**** Data

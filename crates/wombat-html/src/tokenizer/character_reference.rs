//! Character reference decoding.
//!
//! [§ 13.2.5.72 Character reference state](https://html.spec.whatwg.org/multipage/parsing.html#character-reference-state)
//!
//! The tokenizer does not run the character reference states inline. Text
//! and attribute values are buffered raw and decoded here in one pass when
//! the buffer is flushed or the attribute is committed.

use super::named_character_references::{longest_legacy_prefix, lookup_entity, MAX_ENTITY_NAME_LEN};

/// [§ 13.2.5.80 Numeric character reference end state](https://html.spec.whatwg.org/multipage/parsing.html#numeric-character-reference-end-state)
///
/// "If the number is one of the numbers in the first column of the following
/// table, then find the row with that number in the first column, and set the
/// character reference code to the number in the second column of that row."
const C1_REPLACEMENTS: [(u32, char); 27] = [
    (0x80, '\u{20AC}'),
    (0x82, '\u{201A}'),
    (0x83, '\u{0192}'),
    (0x84, '\u{201E}'),
    (0x85, '\u{2026}'),
    (0x86, '\u{2020}'),
    (0x87, '\u{2021}'),
    (0x88, '\u{02C6}'),
    (0x89, '\u{2030}'),
    (0x8A, '\u{0160}'),
    (0x8B, '\u{2039}'),
    (0x8C, '\u{0152}'),
    (0x8E, '\u{017D}'),
    (0x91, '\u{2018}'),
    (0x92, '\u{2019}'),
    (0x93, '\u{201C}'),
    (0x94, '\u{201D}'),
    (0x95, '\u{2022}'),
    (0x96, '\u{2013}'),
    (0x97, '\u{2014}'),
    (0x98, '\u{02DC}'),
    (0x99, '\u{2122}'),
    (0x9A, '\u{0161}'),
    (0x9B, '\u{203A}'),
    (0x9C, '\u{0153}'),
    (0x9E, '\u{017E}'),
    (0x9F, '\u{0178}'),
];

/// Decode every character reference in `text`.
///
/// `in_attribute` selects the attribute-value rule for semicolon-less legacy
/// references: one followed by `=` or an ASCII alphanumeric is left alone.
/// `report` receives the WHATWG error code of each malformed reference.
///
/// Text without `&` is returned unchanged.
///
/// ```
/// use wombat_html::tokenizer::character_reference::decode_entities;
///
/// assert_eq!(decode_entities("a &lt; b", false, |_| {}), "a < b");
/// assert_eq!(decode_entities("?a=1&copy=2", true, |_| {}), "?a=1&copy=2");
/// ```
pub fn decode_entities(text: &str, in_attribute: bool, mut report: impl FnMut(&'static str)) -> String {
    if !text.contains('&') {
        return text.to_string();
    }

    let mut out = String::with_capacity(text.len());
    let mut rest = text;
    while let Some(amp) = rest.find('&') {
        out.push_str(&rest[..amp]);
        let after = &rest[amp + 1..];
        let consumed = if after.starts_with('#') {
            decode_numeric(after, &mut out, &mut report)
        } else {
            decode_named(after, in_attribute, &mut out, &mut report)
        };
        match consumed {
            Some(len) => rest = &after[len..],
            None => {
                // "Flush code points consumed as a character reference."
                out.push('&');
                rest = after;
            }
        }
    }
    out.push_str(rest);
    out
}

/// [§ 13.2.5.73 Named character reference state](https://html.spec.whatwg.org/multipage/parsing.html#named-character-reference-state)
///
/// Returns how many bytes after the `&` were consumed, or `None` when the
/// ampersand stays literal.
fn decode_named(
    after: &str,
    in_attribute: bool,
    out: &mut String,
    report: &mut impl FnMut(&'static str),
) -> Option<usize> {
    let run_len = after
        .bytes()
        .take_while(u8::is_ascii_alphanumeric)
        .count();
    if run_len == 0 {
        return None;
    }
    let run = &after[..run_len];

    if run_len <= MAX_ENTITY_NAME_LEN
        && after[run_len..].starts_with(';')
        && let Some(value) = lookup_entity(&after[..=run_len])
    {
        out.push_str(value);
        return Some(run_len + 1);
    }

    if let Some((len, value)) = longest_legacy_prefix(run) {
        // "If the character reference was consumed as part of an attribute, and
        // the last character matched is not a U+003B SEMICOLON character (;),
        // and the next input character is either a U+003D EQUALS SIGN character
        // (=) or an ASCII alphanumeric, then, for historical reasons, flush code
        // points consumed as a character reference"
        let next = after[len..].chars().next();
        if in_attribute && next.is_some_and(|c| c == '=' || c.is_ascii_alphanumeric()) {
            return None;
        }
        report("missing-semicolon-after-character-reference");
        out.push_str(value);
        return Some(len);
    }

    // [§ 13.2.5.74 Ambiguous ampersand state](https://html.spec.whatwg.org/multipage/parsing.html#ambiguous-ampersand-state)
    // "U+003B SEMICOLON (;) - This is an unknown-named-character-reference parse error."
    if after[run_len..].starts_with(';') {
        report("unknown-named-character-reference");
    }
    None
}

/// [§ 13.2.5.75 Numeric character reference state](https://html.spec.whatwg.org/multipage/parsing.html#numeric-character-reference-state)
///
/// `after` starts with `#`.
fn decode_numeric(after: &str, out: &mut String, report: &mut impl FnMut(&'static str)) -> Option<usize> {
    let body = &after[1..];
    let (radix, prefix_len) = match body.as_bytes().first() {
        Some(b'x' | b'X') => (16, 2),
        _ => (10, 1),
    };
    let digits = &after[prefix_len..];
    let digit_len = digits
        .bytes()
        .take_while(|b| char::from(*b).is_digit(radix))
        .count();

    // "This is an absence-of-digits-in-numeric-character-reference parse
    // error. Flush code points consumed as a character reference."
    if digit_len == 0 {
        report("absence-of-digits-in-numeric-character-reference");
        return None;
    }

    // Saturate instead of overflowing; anything past U+10FFFF is replaced anyway.
    let code = digits[..digit_len]
        .chars()
        .filter_map(|c| c.to_digit(radix))
        .fold(0u32, |acc, d| acc.saturating_mul(radix).saturating_add(d));

    let mut consumed = prefix_len + digit_len;
    if digits[digit_len..].starts_with(';') {
        consumed += 1;
    } else {
        report("missing-semicolon-after-character-reference");
    }

    out.push(resolve_code_point(code, report));
    Some(consumed)
}

/// [§ 13.2.5.80 Numeric character reference end state](https://html.spec.whatwg.org/multipage/parsing.html#numeric-character-reference-end-state)
fn resolve_code_point(code: u32, report: &mut impl FnMut(&'static str)) -> char {
    // "If the number is 0x00, then this is a null-character-reference parse
    // error. Set the character reference code to 0xFFFD."
    if code == 0 {
        report("null-character-reference");
        return '\u{FFFD}';
    }
    // "If the number is greater than 0x10FFFF, then this is a
    // character-reference-outside-unicode-range parse error."
    if code > 0x0010_FFFF {
        report("character-reference-outside-unicode-range");
        return '\u{FFFD}';
    }
    // "If the number is a surrogate, then this is a
    // surrogate-character-reference parse error."
    let Some(c) = char::from_u32(code) else {
        report("surrogate-character-reference");
        return '\u{FFFD}';
    };
    if is_noncharacter(c) {
        report("noncharacter-character-reference");
        return c;
    }
    // "If the number is 0x0D, or a control that's not ASCII whitespace, then
    // this is a control-character-reference parse error."
    if code == 0x0D || (c.is_control() && !c.is_ascii_whitespace()) {
        report("control-character-reference");
        if let Some(&(_, replacement)) = C1_REPLACEMENTS.iter().find(|(from, _)| *from == code) {
            return replacement;
        }
    }
    c
}

/// [Noncharacter](https://infra.spec.whatwg.org/#noncharacter): U+FDD0 to
/// U+FDEF, and the last two code points of every plane.
#[must_use]
pub const fn is_noncharacter(c: char) -> bool {
    let code = c as u32;
    matches!(code, 0xFDD0..=0xFDEF) || (code & 0xFFFE) == 0xFFFE
}

#[cfg(test)]
mod tests {
    use super::*;

    fn decode_collecting(text: &str, in_attribute: bool) -> (String, Vec<&'static str>) {
        let mut codes = Vec::new();
        let decoded = decode_entities(text, in_attribute, |code| codes.push(code));
        (decoded, codes)
    }

    #[test]
    fn test_c1_control_remapped() {
        let (decoded, codes) = decode_collecting("&#x80;&#150;", false);
        assert_eq!(decoded, "\u{20AC}\u{2013}");
        assert_eq!(codes, vec!["control-character-reference"; 2]);
    }

    #[test]
    fn test_unmapped_c1_kept() {
        let (decoded, _) = decode_collecting("&#x81;", false);
        assert_eq!(decoded, "\u{81}");
    }

    #[test]
    fn test_noncharacter_detection() {
        assert!(is_noncharacter('\u{FDD0}'));
        assert!(is_noncharacter('\u{FFFF}'));
        assert!(is_noncharacter('\u{1FFFE}'));
        assert!(!is_noncharacter('a'));
    }

    #[test]
    fn test_huge_number_saturates() {
        let (decoded, codes) = decode_collecting("&#99999999999999999999;", false);
        assert_eq!(decoded, "\u{FFFD}");
        assert_eq!(codes, vec!["character-reference-outside-unicode-range"]);
    }
}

********

- **The task**: Reproduce verbatim the lines above, from the line with "Character reference decoding." through the line with "attribute is committed.".

- **Problem solution**:
//! Character reference decoding.
//!
//! [§ 13.2.5.72 Character reference state](https://html.spec.whatwg.org/multipage/parsing.html#character-reference-state)
//!
//! The tokenizer does not run the character reference states inline. Text
//! and attribute values are buffered raw and decoded here in one pass when
//! the buffer is flushed or the attribute is committed.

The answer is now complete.